Baginya, OTT KPK itu mengonfirmasi isu yang menyebut bahwa proyek-proyek infrastruktur selalu disertai dengan aktivitas yang berbau korupsi. Pertahanan pemerintah dengan sistem lalu lintas proyek dari hulu ke hilir, kata dia, sudah jebol. “Kasus OTT itu bisa menjadi momentum untuk membuka kemungkinan menyelidiki kasus-kasus serupa di semua proyek infrastruktur di Kaltim,” ujarnya.

Selain itu, dari sisi pengawasan, pemerintah tidak boleh hanya mengandalkan kejaksaan melalui tim pengawalan, pengamanan pemerintahan, dan pembangunan daerah (TP4D).
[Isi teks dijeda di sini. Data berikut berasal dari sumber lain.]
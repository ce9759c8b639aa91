//! Layered configuration loader.
//!
//! Layers apply in order, later ones overriding earlier ones:
//! 1. Defaults or a preset
//! 2. A TOML or JSON file (or string)
//! 3. Environment variables

use std::collections::HashMap;
use std::env;
use std::fs;
use std::path::Path;
use std::str::FromStr;

use crate::{ConfigError, Environment, LogFormat, PipelineConfig};

/// Configuration loader with layered approach.
///
/// # Example
///
/// ```no_run
/// use tessera_config::ConfigLoader;
///
/// # fn main() -> Result<(), tessera_config::ConfigError> {
/// let config = ConfigLoader::new()
///     .with_production()
///     .with_optional_file("tessera.toml")?
///     .with_env_prefix("TESSERA")
///     .load()?;
/// # Ok(())
/// # }
/// ```
#[derive(Debug)]
pub struct ConfigLoader {
    config: PipelineConfig,
    env_prefix: Option<String>,
    file_loaded: bool,
}

impl Default for ConfigLoader {
    fn default() -> Self {
        Self::new()
    }
}

impl ConfigLoader {
    /// Create a loader starting from default values.
    #[must_use]
    pub fn new() -> Self {
        Self {
            config: PipelineConfig::default(),
            env_prefix: None,
            file_loaded: false,
        }
    }

    /// Start with development preset configuration.
    #[must_use]
    pub fn with_development(mut self) -> Self {
        self.config = PipelineConfig::development();
        self
    }

    /// Start with production preset configuration.
    #[must_use]
    pub fn with_production(mut self) -> Self {
        self.config = PipelineConfig::production();
        self
    }

    /// Start with test preset configuration.
    #[must_use]
    pub fn with_test(mut self) -> Self {
        self.config = PipelineConfig::test();
        self
    }

    /// Load configuration from a `.toml` or `.json` file.
    ///
    /// # Errors
    ///
    /// Returns `ConfigError` if the file is missing, unreadable, malformed,
    /// or contains unknown fields.
    pub fn with_file<P: AsRef<Path>>(mut self, path: P) -> Result<Self, ConfigError> {
        let path = path.as_ref();

        if !path.exists() {
            return Err(ConfigError::file_not_found(path));
        }

        let content = fs::read_to_string(path).map_err(|e| ConfigError::read_error(path, e))?;

        self.config = Self::parse_file(&content, path)?;
        self.file_loaded = true;

        Ok(self)
    }

    /// Load configuration from a file if it exists.
    ///
    /// # Errors
    ///
    /// Returns `ConfigError` if the file exists but cannot be loaded.
    pub fn with_optional_file<P: AsRef<Path>>(self, path: P) -> Result<Self, ConfigError> {
        if path.as_ref().exists() {
            self.with_file(path)
        } else {
            Ok(self)
        }
    }

    /// Load configuration from a string in the given format (`toml` or `json`).
    ///
    /// # Errors
    ///
    /// Returns `ConfigError` if parsing fails or the format is unsupported.
    ///
    /// # Example
    ///
    /// ```
    /// use tessera_config::ConfigLoader;
    ///
    /// let toml = r#"
    ///     [analytics]
    ///     buffer_size = 3
    /// "#;
    ///
    /// let config = ConfigLoader::new()
    ///     .with_string(toml, "toml")
    ///     .unwrap()
    ///     .load()
    ///     .unwrap();
    ///
    /// assert_eq!(config.analytics.buffer_size, 3);
    /// ```
    pub fn with_string(mut self, content: &str, format: &str) -> Result<Self, ConfigError> {
        self.config = match format.to_lowercase().as_str() {
            "toml" => toml::from_str(content)?,
            "json" => serde_json::from_str(content)?,
            _ => {
                return Err(ConfigError::UnsupportedFormat(format.to_string()))
            }
        };
        Ok(self)
    }

    /// Set the environment variable prefix for overrides.
    ///
    /// Variables use the format `PREFIX__SECTION__KEY`, for example
    /// `TESSERA__ANALYTICS__SAMPLE_RATE=25`.
    #[must_use]
    pub fn with_env_prefix(mut self, prefix: &str) -> Self {
        self.env_prefix = Some(prefix.to_uppercase());
        self
    }

    /// Load variables from a `.env` file in the working directory, if any.
    ///
    /// # Errors
    ///
    /// Returns `ConfigError::Read` if a `.env` file exists but cannot be
    /// parsed.
    pub fn with_dotenv(self) -> Result<Self, ConfigError> {
        match dotenvy::dotenv() {
            Ok(_) => Ok(self),
            Err(e) if e.not_found() => Ok(self),
            Err(e) => Err(ConfigError::read_error(
                ".env",
                std::io::Error::new(std::io::ErrorKind::InvalidData, e.to_string()),
            )),
        }
    }

    /// Whether a configuration file was loaded.
    pub fn file_loaded(&self) -> bool {
        self.file_loaded
    }

    /// Apply environment overrides and validate.
    ///
    /// # Errors
    ///
    /// Returns `ConfigError` if an override cannot be parsed or validation
    /// fails.
    pub fn load(mut self) -> Result<PipelineConfig, ConfigError> {
        if let Some(prefix) = self.env_prefix.take() {
            self.apply_env_overrides(&prefix)?;
        }

        self.config.validate()?;

        Ok(self.config)
    }

    /// Return the configuration without env overrides or validation.
    #[must_use]
    pub fn load_unvalidated(self) -> PipelineConfig {
        self.config
    }

    fn parse_file(content: &str, path: &Path) -> Result<PipelineConfig, ConfigError> {
        let extension = path
            .extension()
            .and_then(|e| e.to_str())
            .map(str::to_lowercase);

        match extension.as_deref() {
            Some("toml") => Ok(toml::from_str(content)?),
            Some("json") => Ok(serde_json::from_str(content)?),
            _ => Err(ConfigError::UnsupportedFormat(path.display().to_string())),
        }
    }

    fn apply_env_overrides(&mut self, prefix: &str) -> Result<(), ConfigError> {
        let env_vars: HashMap<String, String> = env::vars()
            .filter(|(k, _)| k.starts_with(prefix))
            .collect();

        for (key, value) in env_vars {
            self.apply_env_var(&key, &value, prefix)?;
        }

        Ok(())
    }

    fn apply_env_var(&mut self, key: &str, value: &str, prefix: &str) -> Result<(), ConfigError> {
        let key_without_prefix = key
            .strip_prefix(prefix)
            .and_then(|k| k.strip_prefix("__"))
            .ok_or_else(|| ConfigError::env_override(key, "invalid key format"))?;

        let parts: Vec<&str> = key_without_prefix.split("__").collect();
        let config = &mut self.config;

        match parts.as_slice() {
            ["ENABLED"] => config.enabled = bool_var(key, value)?,
            ["ENVIRONMENT"] => {
                config.environment = Environment::from_str(value)
                    .map_err(|_| ConfigError::env_override(key, "expected environment name"))?;
            }

            ["LOGGING", "LEVEL"] => config.logging.level = value.to_string(),
            ["LOGGING", "FORMAT"] => {
                config.logging.format = match value.to_lowercase().as_str() {
                    "json" => LogFormat::Json,
                    "pretty" => LogFormat::Pretty,
                    _ => {
                        return Err(ConfigError::env_override(
                            key,
                            "expected 'json' or 'pretty'",
                        ))
                    }
                };
            }
            ["LOGGING", "FALLBACK_TO_CONSOLE"] => {
                config.logging.fallback_to_console = bool_var(key, value)?;
            }
            ["LOGGING", "REDACT_KEYS"] => {
                config.logging.redact_keys = value
                    .split(',')
                    .map(str::trim)
                    .filter(|k| !k.is_empty())
                    .map(String::from)
                    .collect();
            }

            ["ANALYTICS", "ENABLED"] => config.analytics.enabled = bool_var(key, value)?,
            ["ANALYTICS", "SAMPLE_RATE"] => config.analytics.sample_rate = num_var(key, value)?,
            ["ANALYTICS", "BUFFER_SIZE"] => config.analytics.buffer_size = num_var(key, value)?,
            ["ANALYTICS", "FLUSH_INTERVAL_MS"] => {
                config.analytics.flush_interval_ms = num_var(key, value)?;
            }

            ["PERFORMANCE", "ENABLED"] => config.performance.enabled = bool_var(key, value)?,
            ["PERFORMANCE", "WARNING_THRESHOLD_MS"] => {
                config.performance.warning_threshold_ms = num_var(key, value)?;
            }
            ["PERFORMANCE", "CRITICAL_THRESHOLD_MS"] => {
                config.performance.critical_threshold_ms = num_var(key, value)?;
            }
            ["PERFORMANCE", "SAMPLING", "ENABLED"] => {
                config.performance.sampling.enabled = bool_var(key, value)?;
            }
            ["PERFORMANCE", "SAMPLING", "RATE"] => {
                config.performance.sampling.rate = num_var(key, value)?;
            }
            ["PERFORMANCE", "RETENTION_HOURS"] => {
                config.performance.retention_hours = num_var(key, value)?;
            }
            ["PERFORMANCE", "CLEANUP_INTERVAL_SECS"] => {
                config.performance.cleanup_interval_secs = num_var(key, value)?;
            }

            ["RETRY", "MAX_RETRIES"] => config.retry.max_retries = num_var(key, value)?,
            ["RETRY", "RETRY_DELAY_MS"] => config.retry.retry_delay_ms = num_var(key, value)?,
            ["RETRY", "TIMEOUT_MS"] => config.retry.timeout_ms = num_var(key, value)?,

            // Unknown keys are ignored
            _ => {}
        }

        Ok(())
    }
}

fn bool_var(key: &str, value: &str) -> Result<bool, ConfigError> {
    parse_bool(value).ok_or_else(|| ConfigError::env_override(key, "expected boolean"))
}

fn num_var<T: FromStr>(key: &str, value: &str) -> Result<T, ConfigError> {
    value
        .trim()
        .parse()
        .map_err(|_| ConfigError::env_override(key, "expected number"))
}

/// Parse a boolean from a string.
fn parse_bool(s: &str) -> Option<bool> {
    match s.to_lowercase().as_str() {
        "true" | "1" | "yes" | "on" => Some(true),
        "false" | "0" | "no" | "off" => Some(false),
        _ => None,
    }
}
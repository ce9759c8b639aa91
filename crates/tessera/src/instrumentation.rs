//! Composition root.
//!
//! [`Instrumentation`] wires one [`EventBus`], the four built-in stages and a
//! [`MiddlewareManager`] from a single [`PipelineConfig`], and owns the
//! background tasks that flush analytics and prune performance records.

use std::sync::Arc;

use parking_lot::Mutex;
use serde_json::Value;
use tessera_config::{ConfigError, PipelineConfig};
use tessera_core::{ExecutionContext, MiddlewareError};
use tessera_middleware::{
    AnalyticsMiddleware, BoxFuture, EmitError, ErrorHandlingMiddleware, EventBus, EventSink,
    LoggingMiddleware, MiddlewareManager, MiddlewareResult, PerformanceMiddleware, PeriodicTask,
};
use thiserror::Error;
use tracing::{debug, info, warn};

/// Errors raised while assembling the pipeline.
#[derive(Error, Debug)]
pub enum InstrumentationError {
    /// The configuration did not validate.
    #[error(transparent)]
    Config(#[from] ConfigError),

    /// A stage could not be registered.
    #[error(transparent)]
    Registration(#[from] MiddlewareError),
}

/// The assembled pipeline.
pub struct Instrumentation {
    config: Arc<PipelineConfig>,
    events: EventBus,
    manager: MiddlewareManager,
    error_handling: Arc<ErrorHandlingMiddleware>,
    logging: Arc<LoggingMiddleware>,
    performance: Arc<PerformanceMiddleware>,
    analytics: Arc<AnalyticsMiddleware>,
    tasks: Mutex<Vec<PeriodicTask>>,
}

impl Instrumentation {
    /// Builds the pipeline from `config`, forwarding events to `sink` if given.
    ///
    /// Stages are registered at their default priorities: error handling
    /// (100), logging (90), performance (80) and analytics (70).
    ///
    /// # Errors
    ///
    /// Returns an error if `config` fails validation.
    pub fn from_config(
        config: PipelineConfig,
        sink: Option<Arc<dyn EventSink>>,
    ) -> Result<Self, InstrumentationError> {
        config.validate()?;
        let config = Arc::new(config);

        let events = sink.map_or_else(EventBus::new, EventBus::with_sink);

        let error_handling = Arc::new(ErrorHandlingMiddleware::new());
        let logging = Arc::new(LoggingMiddleware::new(&config.logging));
        let performance = Arc::new(PerformanceMiddleware::new(
            &config.performance,
            events.clone(),
        ));
        let analytics = Arc::new(AnalyticsMiddleware::new(&config.analytics, events.clone()));

        let manager = MiddlewareManager::new(config.clone());
        manager.add_shared(error_handling.clone())?;
        manager.add_shared(logging.clone())?;
        manager.add_shared(performance.clone())?;
        manager.add_shared(analytics.clone())?;

        debug!(
            environment = %config.environment,
            stages = ?manager.names(),
            "instrumentation assembled"
        );

        Ok(Self {
            config,
            events,
            manager,
            error_handling,
            logging,
            performance,
            analytics,
            tasks: Mutex::new(Vec::new()),
        })
    }

    /// Spawns the analytics flush timer and the performance maintenance sweep.
    ///
    /// Must be called from within a Tokio runtime. Calling it again while the
    /// tasks are running has no effect.
    pub fn start(&self) {
        let mut tasks = self.tasks.lock();
        if !tasks.is_empty() {
            return;
        }

        tasks.push(self.analytics.start_flush_timer());
        tasks.push(self.performance.start_maintenance());
        info!(tasks = tasks.len(), "instrumentation started");
    }

    /// Whether background tasks are running.
    pub fn is_started(&self) -> bool {
        !self.tasks.lock().is_empty()
    }

    /// Stops the background tasks and flushes buffered analytics.
    ///
    /// Returns the number of events in the final flush.
    ///
    /// # Errors
    ///
    /// Returns the sink's `EmitError` if the final flush is rejected. The
    /// events stay buffered in that case.
    pub async fn shutdown(&self) -> Result<usize, EmitError> {
        let tasks = std::mem::take(&mut *self.tasks.lock());
        for task in tasks {
            task.stop().await;
        }

        match self.analytics.flush() {
            Ok(flushed) => {
                info!(flushed, "instrumentation shut down");
                Ok(flushed)
            }
            Err(e) => {
                warn!(error = %e, "final analytics flush failed");
                Err(e)
            }
        }
    }

    /// Runs the chain with no terminal operation.
    ///
    /// # Errors
    ///
    /// See [`MiddlewareManager::execute_with`].
    pub async fn execute(&self, ctx: &mut ExecutionContext) -> MiddlewareResult {
        self.manager.execute(ctx).await
    }

    /// Runs the chain around `operation`.
    ///
    /// # Errors
    ///
    /// See [`MiddlewareManager::execute_with`].
    pub async fn execute_with<F>(&self, ctx: &mut ExecutionContext, operation: F) -> MiddlewareResult
    where
        F: for<'c> Fn(&'c mut ExecutionContext) -> BoxFuture<'c, Result<Value, MiddlewareError>>
            + Send
            + Sync,
    {
        self.manager.execute_with(ctx, operation).await
    }

    /// The active configuration.
    pub fn config(&self) -> &Arc<PipelineConfig> {
        &self.config
    }

    /// The shared event bus.
    pub fn events(&self) -> &EventBus {
        &self.events
    }

    /// The manager, for registering additional stages.
    pub fn manager(&self) -> &MiddlewareManager {
        &self.manager
    }

    /// The error handling stage.
    pub fn error_handling(&self) -> &Arc<ErrorHandlingMiddleware> {
        &self.error_handling
    }

    /// The logging stage.
    pub fn logging(&self) -> &Arc<LoggingMiddleware> {
        &self.logging
    }

    /// The performance stage.
    pub fn performance(&self) -> &Arc<PerformanceMiddleware> {
        &self.performance
    }

    /// The analytics stage.
    pub fn analytics(&self) -> &Arc<AnalyticsMiddleware> {
        &self.analytics
    }
}

impl std::fmt::Debug for Instrumentation {
    fn fmt(&self, f: &mut std::fmt::Formatter<'_>) -> std::fmt::Result {
        f.debug_struct("Instrumentation")
            .field("stages", &self.manager.names())
            .field("events", &self.events)
            .field("started", &self.is_started())
            .finish_non_exhaustive()
    }
}

#[cfg(test)]
mod tests {
    use super::*;

    #[test]
    fn test_stages_registered_in_priority_order() {
        let instrumentation = Instrumentation::from_config(PipelineConfig::test(), None).unwrap();

        assert_eq!(
            instrumentation.manager().names(),
            vec!["error_handling", "logging", "performance", "analytics"]
        );
        assert!(!instrumentation.events().has_sink());
    }

    #[test]
    fn test_invalid_config_rejected() {
        let mut config = PipelineConfig::test();
        config.analytics.buffer_size = 0;

        let err = Instrumentation::from_config(config, None).unwrap_err();
        assert!(matches!(err, InstrumentationError::Config(_)));
    }

    #[tokio::test]
    async fn test_start_is_idempotent() {
        let instrumentation = Instrumentation::from_config(PipelineConfig::test(), None).unwrap();

        instrumentation.start();
        instrumentation.start();
        assert_eq!(instrumentation.tasks.lock().len(), 2);

        instrumentation.shutdown().await.unwrap();
        assert!(!instrumentation.is_started());
    }
}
Sebab, TP4D hanya efektif melakukan pengawasan ketaatan pada aspek hukumnya tapi tidak memadai untuk mengawasi aspek konstruksinya. “Untuk itu, pemerintah seharusnya menggandeng lembaga yang memiliki kemampuan analisis konstruksi yang memadai,” ujarnya.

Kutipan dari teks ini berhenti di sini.